[Stored data]
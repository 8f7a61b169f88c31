//! Geometry of the decoration frame.
//!
//! Everything here is derived from three inputs: the window's
//! [`WindowState`], the user's [`DecorationConfig`], and the host's
//! [`DecorationSettings`]. [`GeometryModel`] borrows all three and computes
//! a [`Geometry`], which the decoration caches until one of its inputs changes.
//!
//! All coordinates are in the decoration's own logical space, with the origin
//! at the top left corner of the outer frame.

mod buttons;

pub use buttons::{ButtonCell, ButtonGroup, ButtonLayout, CellPosition};

use tracing::{instrument, trace};

use crate::config::{BorderSize, DecorationConfig, DecorationSettings, TitleAlignment};
use crate::metrics::*;
use crate::paint::Alignment;
use crate::types::{Edges, Insets, Rect, Size};
use crate::window::WindowState;

/// Everything [`GeometryModel::compute`] derives for one window.
#[derive(Debug, Clone, PartialEq, Default)]
pub struct Geometry {
    /// The size of the whole decoration, client area included.
    pub size: Size<i32, crate::types::Logical>,
    /// The visible borders around the client.
    pub borders: Insets,
    /// The invisible margins outside the borders that still resize the window.
    pub resize_borders: Insets,
    /// The title bar.
    pub title_bar: Rect,
    /// Where the caption is drawn.
    pub caption: Rect,
    /// How the caption is aligned in [`caption`](Geometry::caption).
    pub caption_alignment: Alignment,
    /// The title bar buttons.
    pub buttons: ButtonLayout,
}

/// Computes frame geometry for a window.
#[derive(Debug, Clone, Copy)]
pub struct GeometryModel<'a> {
    state: &'a WindowState,
    config: &'a DecorationConfig,
    settings: &'a DecorationSettings,
}

impl<'a> GeometryModel<'a> {
    /// Creates a model of the window in `state`.
    pub fn new(
        state: &'a WindowState,
        config: &'a DecorationConfig,
        settings: &'a DecorationSettings,
    ) -> Self {
        Self { state, config, settings }
    }

    /// Computes the whole geometry at once.
    #[instrument(target = "frame", level = "trace", skip_all)]
    pub fn compute(&self) -> Geometry {
        let borders = self.compute_borders();
        let size = self.decoration_size(&borders);
        let buttons = self.button_layout(&borders);
        let (caption, caption_alignment) = self.caption_rect(&borders, &buttons);

        let geom = Geometry {
            size,
            borders,
            resize_borders: self.compute_resize_borders(),
            title_bar: self.title_bar_rect(&borders),
            caption,
            caption_alignment,
            buttons,
        };
        trace!(target: "frame", "computed {:?}", geom);
        geom
    }

    /// Whether the window is drawn as maximized: maximized in both axes,
    /// with borders switched off for maximized windows.
    pub fn is_maximized(&self) -> bool {
        self.state.is_maximized() && !self.config.draw_border_on_maximized
    }

    fn touches(&self, edge: Edges, maximized: bool) -> bool {
        (maximized || self.state.adjacent_edges.contains(edge)) && !self.config.draw_border_on_maximized
    }

    /// Whether the left border is suppressed by a screen edge.
    pub fn is_left_edge(&self) -> bool {
        self.touches(Edges::LEFT, self.state.maximized_horizontally)
    }

    /// Whether the right border is suppressed by a screen edge.
    pub fn is_right_edge(&self) -> bool {
        self.touches(Edges::RIGHT, self.state.maximized_horizontally)
    }

    /// Whether the top margin is suppressed by a screen edge.
    pub fn is_top_edge(&self) -> bool {
        self.touches(Edges::TOP, self.state.maximized_vertically)
    }

    /// Whether the bottom border is suppressed by a screen edge.
    pub fn is_bottom_edge(&self) -> bool {
        self.touches(Edges::BOTTOM, self.state.maximized_vertically)
    }

    /// Whether the title bar is hidden. Shaded windows always show it.
    pub fn hide_title_bar(&self) -> bool {
        self.config.hide_title_bar && !self.state.shaded
    }

    /// The configured border width, in pixels.
    pub fn border_size(&self) -> i32 {
        match self.config.border_size {
            BorderSize::None | BorderSize::NoSides => 0,
            BorderSize::Tiny => 1,
            other => self.settings.small_spacing * other.multiplier(),
        }
    }

    /// The button size, in pixels.
    pub fn button_height(&self) -> i32 {
        (self.settings.grid_unit as f64 * self.config.button_size.multiplier()) as i32
    }

    /// Computes the visible borders.
    pub fn compute_borders(&self) -> Insets {
        let border = self.border_size();
        let left = if self.is_left_edge() { 0 } else { border };
        let right = if self.is_right_edge() { 0 } else { border };
        let bottom = if self.state.shaded || self.is_bottom_edge() { 0 } else { border };

        let top = if self.hide_title_bar() {
            bottom
        } else {
            let small = self.settings.small_spacing;
            // the extra pixel is for the outline of the active window
            self.settings.font.line_height().max(self.button_height())
                + small * TITLE_BAR_BOTTOM_MARGIN
                + 1
                + small * TITLE_BAR_TOP_MARGIN
        };

        Insets::new(left, top, right, bottom)
    }

    /// Computes the resize-only borders: a large spacing unit on every side
    /// not touching a screen edge.
    pub fn compute_resize_borders(&self) -> Insets {
        let ext = self.settings.large_spacing;
        let side = |edge: bool| if edge { 0 } else { ext };
        Insets::new(
            side(self.is_left_edge()),
            side(self.is_top_edge()),
            side(self.is_right_edge()),
            side(self.is_bottom_edge()),
        )
    }

    /// The height of the caption row.
    pub fn caption_height(&self, borders: &Insets) -> i32 {
        if self.hide_title_bar() {
            borders.top
        } else {
            let margins = TITLE_BAR_BOTTOM_MARGIN + TITLE_BAR_TOP_MARGIN;
            (borders.top - self.settings.small_spacing * margins - 1).max(0)
        }
    }

    /// The size of the whole decoration.
    pub fn decoration_size(&self, borders: &Insets) -> Size<i32, crate::types::Logical> {
        Size::new(
            (self.state.width + borders.horizontal()).max(0),
            (self.state.height + borders.vertical()).max(0),
        )
    }

    /// Computes the title bar rect.
    ///
    /// Maximized windows have a title bar spanning the whole width.
    /// Otherwise it is inset from the sides and the top.
    pub fn title_bar_rect(&self, borders: &Insets) -> Rect {
        if self.is_maximized() {
            return Rect::new(0, 0, self.state.width.max(0), borders.top)
        }

        let side = self.settings.large_spacing * TITLE_BAR_SIDE_MARGIN;
        let top = self.settings.small_spacing * TITLE_BAR_TOP_MARGIN;
        Rect::new(side, top, self.state.width - 2 * side, borders.top - top).clamped()
    }

    /// Computes where the caption is drawn, and how it is aligned there.
    ///
    /// The returned rect never overlaps a button group. For
    /// [`TitleAlignment::CenterFullWidth`], the caption is centered on the
    /// whole decoration if it fits clear of the buttons, and otherwise falls
    /// back to the space between the buttons, aligned away from the side
    /// it would have run into.
    pub fn caption_rect(&self, borders: &Insets, buttons: &ButtonLayout) -> (Rect, Alignment) {
        if self.hide_title_bar() {
            return (Rect::zeroed(), Alignment::CENTER)
        }

        let width = self.decoration_size(borders).width;
        let margin = TITLE_BAR_SIDE_MARGIN * self.settings.small_spacing;
        let left_offset = match buttons.left.rect() {
            Some(r) => r.right() + margin,
            None => margin,
        };
        let right_offset = match buttons.right.rect() {
            Some(r) => width - r.x() + margin,
            None => margin,
        };

        let y = self.settings.small_spacing * TITLE_BAR_TOP_MARGIN;
        let height = self.caption_height(borders);
        let between = Rect::new(left_offset, y, width - left_offset - right_offset, height).clamped();

        match self.config.title_alignment {
            TitleAlignment::Left => (between, Alignment::VCENTER | Alignment::LEFT),
            TitleAlignment::Right => (between, Alignment::VCENTER | Alignment::RIGHT),
            TitleAlignment::Center => (between, Alignment::CENTER),
            TitleAlignment::CenterFullWidth => {
                let text_width = self.settings.font.text_width(&self.state.caption);
                let bounding = Rect::new((width - text_width) / 2, y, text_width, height);

                if bounding.x() < left_offset {
                    (between, Alignment::VCENTER | Alignment::LEFT)
                } else if bounding.right() > width - right_offset {
                    (between, Alignment::VCENTER | Alignment::RIGHT)
                } else {
                    (bounding, Alignment::CENTER)
                }
            }
        }
    }
}
//! The vector glyphs drawn on buttons.
//!
//! Glyphs are defined in an 18x18 unit square. The painter is expected to
//! be scaled so that this square covers the button's icon.

use crate::config::IconStyle;
use crate::metrics::SYMBOL_PEN_WIDTH;
use crate::paint::{Painter, Path, Pen, Style};
use crate::types::{Color, PointF, RectF};
use crate::window::ButtonKind;

fn pt(x: f32, y: f32) -> PointF {
    PointF::new(x, y)
}

fn rect(x: f32, y: f32, w: f32, h: f32) -> RectF {
    RectF::new(x, y, w, h)
}

/// Draws the glyph for `kind`, in `color`, for an icon `width` pixels wide.
///
/// `checked` only matters for [`ButtonKind::Maximize`], whose arrows point
/// inwards when the window is maximized. The menu button has no glyph.
pub(crate) fn draw_glyph(
    painter: &mut dyn Painter,
    kind: ButtonKind,
    checked: bool,
    style: IconStyle,
    color: Color,
    width: f32,
) {
    // thin icons get proportionally thicker strokes
    let pen_width = |min: f32, num: f32| SYMBOL_PEN_WIDTH * min.max(num / width);
    let pen = Pen::new(color, pen_width(1.0, 20.0)).round();
    let fill = Style::fill(color);
    let aurorae = style == IconStyle::Aurorae;

    match kind {
        ButtonKind::Menu => {}
        ButtonKind::Close => {
            let pen = Pen::new(color, pen_width(1.75, 35.0)).round();
            painter.draw_line(pt(7.0, 7.0), pt(11.0, 11.0), pen, true);
            painter.draw_line(pt(11.0, 7.0), pt(7.0, 11.0), pen, true);
        }
        ButtonKind::Maximize => {
            if checked {
                painter.draw_polygon(&[pt(9.0, 9.8), pt(9.0, 13.2), pt(4.8, 9.0), pt(8.2, 9.0)], &fill);
                painter.draw_polygon(&[pt(9.0, 8.2), pt(9.0, 4.8), pt(13.2, 9.0), pt(9.8, 9.0)], &fill);
            } else {
                painter.draw_polygon(&[pt(6.0, 11.4), pt(6.0, 7.6), pt(10.4, 12.0), pt(6.6, 12.0)], &fill);
                painter.draw_polygon(&[pt(12.0, 6.6), pt(12.0, 10.4), pt(7.6, 6.0), pt(11.4, 6.0)], &fill);
            }
        }
        ButtonKind::Minimize => {
            painter.draw_rect(rect(6.0, 8.0, 6.0, 2.0), &fill);
        }
        ButtonKind::OnAllDesktops if aurorae => {
            painter.draw_ellipse(rect(6.0, 6.0, 6.0, 6.0), &fill);
        }
        ButtonKind::OnAllDesktops => {
            let pin = [
                pt(10.0, 6.5),
                pt(10.0, 4.0),
                pt(14.0, 8.0),
                pt(11.5, 8.0),
                pt(10.0, 9.5),
                pt(10.0, 12.0),
                pt(8.0, 11.0),
                pt(7.0, 10.0),
                pt(6.0, 8.0),
                pt(8.5, 8.0),
            ];
            painter.draw_polygon(&pin, &fill);
            painter.draw_line(pt(11.0, 7.0), pt(5.5, 12.5), pen, true);
        }
        ButtonKind::Shade if aurorae => {
            painter.draw_polygon(&[pt(6.0, 9.0), pt(9.0, 6.0), pt(12.0, 9.0)], &fill);
            painter.draw_rect(rect(8.0, 9.0, 2.0, 2.5), &fill);
        }
        ButtonKind::Shade => {
            painter.draw_rect(rect(6.0, 6.0, 6.0, 2.0), &fill);
            painter.draw_polygon(&[pt(5.5, 12.0), pt(9.0, 8.5), pt(12.5, 12.0)], &fill);
        }
        ButtonKind::KeepBelow if aurorae => {
            painter.draw_polygon(&[pt(6.0, 7.0), pt(9.0, 12.0), pt(12.0, 7.0)], &fill);
        }
        ButtonKind::KeepBelow => {
            // dots are drawn one by one so they scale evenly
            let dots = [(8.0, 5.0), (10.0, 5.0), (12.0, 5.0), (12.0, 7.0), (12.0, 9.0), (10.0, 9.0), (8.0, 9.0), (8.0, 7.0)];
            for (x, y) in dots {
                painter.draw_rect(rect(x, y, 1.0, 1.0), &fill);
            }
            painter.draw_rect(rect(5.0, 8.0, 1.0, 4.5), &fill);
            painter.draw_rect(rect(5.0, 12.0, 5.0, 1.0), &fill);
        }
        ButtonKind::KeepAbove if aurorae => {
            painter.draw_polygon(&[pt(6.0, 11.0), pt(9.0, 6.0), pt(12.0, 11.0)], &fill);
        }
        ButtonKind::KeepAbove => {
            painter.draw_rect(rect(8.0, 5.0, 5.0, 5.0), &fill);
            for (x, y) in [(5.0, 8.0), (5.0, 10.0), (5.0, 12.0), (7.0, 12.0), (9.0, 12.0)] {
                painter.draw_rect(rect(x, y, 1.0, 1.0), &fill);
            }
        }
        ButtonKind::ApplicationMenu => {
            let bars = Style::stroke(pen);
            for y in [5.5, 8.5, 11.5] {
                painter.draw_rect(rect(5.5, y, 7.0, 1.0), &bars);
            }
        }
        ButtonKind::ContextHelp => {
            let pen = Pen::new(color, pen_width(1.5, 30.0));
            let mut path = Path::new();
            path.move_to(6.5, 7.5)
                .arc_to(rect(6.5, 5.0, 5.0, 3.0), 180.0, -180.0)
                .cubic_to(pt(11.5, 9.0), pt(8.0, 8.0), pt(9.0, 10.5));
            painter.draw_path(&path, &Style::stroke(pen));
            painter.draw_line(pt(9.0, 12.0), pt(9.0, 14.0), pen, true);
        }
    }
}

#[cfg(test)]
mod tests {
    use super::*;
    use crate::paint::testing::{Op, RecordingPainter};
    use crate::paint::PathCmd;
    use strum::IntoEnumIterator;

    fn record(kind: ButtonKind, checked: bool, style: IconStyle) -> RecordingPainter {
        let mut painter = RecordingPainter::new();
        draw_glyph(&mut painter, kind, checked, style, Color::BLACK, 20.0);
        painter
    }

    #[test]
    fn test_every_kind_but_menu_draws() {
        for kind in ButtonKind::iter() {
            for style in IconStyle::iter() {
                let painter = record(kind, false, style);
                assert_eq!(painter.ops.is_empty(), kind == ButtonKind::Menu, "{kind} {style}");
            }
        }
    }

    #[test]
    fn test_maximize_flips_when_checked() {
        let unchecked = record(ButtonKind::Maximize, false, IconStyle::Classic);
        let checked = record(ButtonKind::Maximize, true, IconStyle::Classic);
        assert_ne!(unchecked.ops, checked.ops);

        let first = checked.paths().next().map(|(p, _)| p.commands()[0]);
        assert_eq!(first, Some(PathCmd::MoveTo(pt(9.0, 9.8))));
    }

    #[test]
    fn test_icon_styles_differ() {
        for kind in [ButtonKind::OnAllDesktops, ButtonKind::Shade, ButtonKind::KeepBelow, ButtonKind::KeepAbove] {
            let classic = record(kind, false, IconStyle::Classic);
            let aurorae = record(kind, false, IconStyle::Aurorae);
            assert_ne!(classic.ops, aurorae.ops, "{kind}");
        }
    }

    #[test]
    fn test_close_pen_thickens_on_small_icons() {
        let mut painter = RecordingPainter::new();
        draw_glyph(&mut painter, ButtonKind::Close, false, IconStyle::Classic, Color::BLACK, 10.0);

        match &painter.ops[0] {
            Op::Path(_, style) => {
                let width = style.stroke.map(|p| p.width).unwrap_or_default();
                assert!((width - SYMBOL_PEN_WIDTH * 3.5).abs() < 1e-5);
                assert!(style.fill.is_none());
            }
            other => panic!("unexpected {other:?}"),
        }
    }
}
//! This module contains the core types used within toarudeco.

/// Basic types used throughout toarudeco.
pub mod types;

_DIRECTIONS FOR THIS TASK_
Which of the lines above include the string "Everything"? Pick them out and copy them.

_EXPECTED OUTPUT_
//! Everything here is derived from three inputs: the window's
/// Everything [`GeometryModel::compute`] derives for one window.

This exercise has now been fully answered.